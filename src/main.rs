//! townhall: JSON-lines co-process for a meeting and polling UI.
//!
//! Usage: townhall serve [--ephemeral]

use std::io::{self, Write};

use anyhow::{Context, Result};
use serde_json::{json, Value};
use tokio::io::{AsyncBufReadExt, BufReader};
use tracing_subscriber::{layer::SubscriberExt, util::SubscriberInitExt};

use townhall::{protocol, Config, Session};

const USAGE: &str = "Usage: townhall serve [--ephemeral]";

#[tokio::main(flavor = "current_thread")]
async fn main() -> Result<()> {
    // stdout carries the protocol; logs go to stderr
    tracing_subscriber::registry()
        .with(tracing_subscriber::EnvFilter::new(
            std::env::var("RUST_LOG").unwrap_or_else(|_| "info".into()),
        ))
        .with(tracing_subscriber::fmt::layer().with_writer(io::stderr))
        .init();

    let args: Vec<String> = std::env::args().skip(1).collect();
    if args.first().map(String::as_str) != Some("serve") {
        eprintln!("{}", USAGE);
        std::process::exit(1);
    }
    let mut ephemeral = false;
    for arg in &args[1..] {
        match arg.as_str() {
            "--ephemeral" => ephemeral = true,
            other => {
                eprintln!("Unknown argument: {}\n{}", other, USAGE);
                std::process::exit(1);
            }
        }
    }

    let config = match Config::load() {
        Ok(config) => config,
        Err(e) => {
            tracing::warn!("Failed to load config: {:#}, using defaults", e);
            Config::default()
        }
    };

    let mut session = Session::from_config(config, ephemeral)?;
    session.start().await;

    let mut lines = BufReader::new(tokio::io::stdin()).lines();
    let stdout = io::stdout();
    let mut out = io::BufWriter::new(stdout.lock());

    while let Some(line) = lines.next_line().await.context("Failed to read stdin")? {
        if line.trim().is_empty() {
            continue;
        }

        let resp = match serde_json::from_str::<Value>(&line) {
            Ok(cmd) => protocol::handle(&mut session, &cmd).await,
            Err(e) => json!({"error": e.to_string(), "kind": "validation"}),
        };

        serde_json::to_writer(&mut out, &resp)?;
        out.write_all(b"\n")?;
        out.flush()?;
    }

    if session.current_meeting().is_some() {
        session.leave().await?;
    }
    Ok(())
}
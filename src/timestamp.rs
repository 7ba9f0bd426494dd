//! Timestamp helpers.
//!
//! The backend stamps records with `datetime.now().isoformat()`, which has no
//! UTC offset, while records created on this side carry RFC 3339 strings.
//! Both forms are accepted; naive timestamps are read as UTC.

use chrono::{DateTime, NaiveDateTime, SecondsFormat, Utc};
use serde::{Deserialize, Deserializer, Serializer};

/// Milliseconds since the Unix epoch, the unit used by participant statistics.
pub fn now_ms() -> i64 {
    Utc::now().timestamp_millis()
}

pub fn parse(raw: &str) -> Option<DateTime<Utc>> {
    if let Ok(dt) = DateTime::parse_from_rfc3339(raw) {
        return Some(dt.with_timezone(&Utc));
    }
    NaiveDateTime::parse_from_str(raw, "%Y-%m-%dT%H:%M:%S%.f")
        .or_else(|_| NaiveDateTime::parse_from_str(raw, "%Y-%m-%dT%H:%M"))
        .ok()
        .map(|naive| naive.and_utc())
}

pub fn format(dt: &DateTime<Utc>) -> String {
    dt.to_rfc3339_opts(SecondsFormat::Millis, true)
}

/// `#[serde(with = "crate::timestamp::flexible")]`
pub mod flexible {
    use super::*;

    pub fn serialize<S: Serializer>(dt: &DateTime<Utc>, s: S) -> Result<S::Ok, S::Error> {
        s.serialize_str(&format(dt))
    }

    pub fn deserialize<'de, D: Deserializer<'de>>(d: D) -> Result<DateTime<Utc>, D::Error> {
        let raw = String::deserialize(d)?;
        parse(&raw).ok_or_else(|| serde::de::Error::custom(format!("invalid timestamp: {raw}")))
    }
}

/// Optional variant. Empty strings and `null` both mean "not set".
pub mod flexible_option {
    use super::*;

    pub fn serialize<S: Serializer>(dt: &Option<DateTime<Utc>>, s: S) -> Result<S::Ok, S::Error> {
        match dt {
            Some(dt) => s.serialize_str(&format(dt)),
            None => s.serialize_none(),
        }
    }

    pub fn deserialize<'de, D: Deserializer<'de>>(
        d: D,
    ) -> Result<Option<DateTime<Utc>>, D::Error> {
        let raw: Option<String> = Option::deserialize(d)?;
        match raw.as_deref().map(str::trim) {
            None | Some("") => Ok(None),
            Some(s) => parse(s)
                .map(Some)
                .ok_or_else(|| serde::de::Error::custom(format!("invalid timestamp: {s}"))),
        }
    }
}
========================
Problem: Show every line of the listing that includes the word "match".

Response box:
        match arg.as_str() {
    let config = match Config::load() {
        let resp = match serde_json::from_str::<Value>(&line) {
        match dt {
        match raw.as_deref().map(str::trim) {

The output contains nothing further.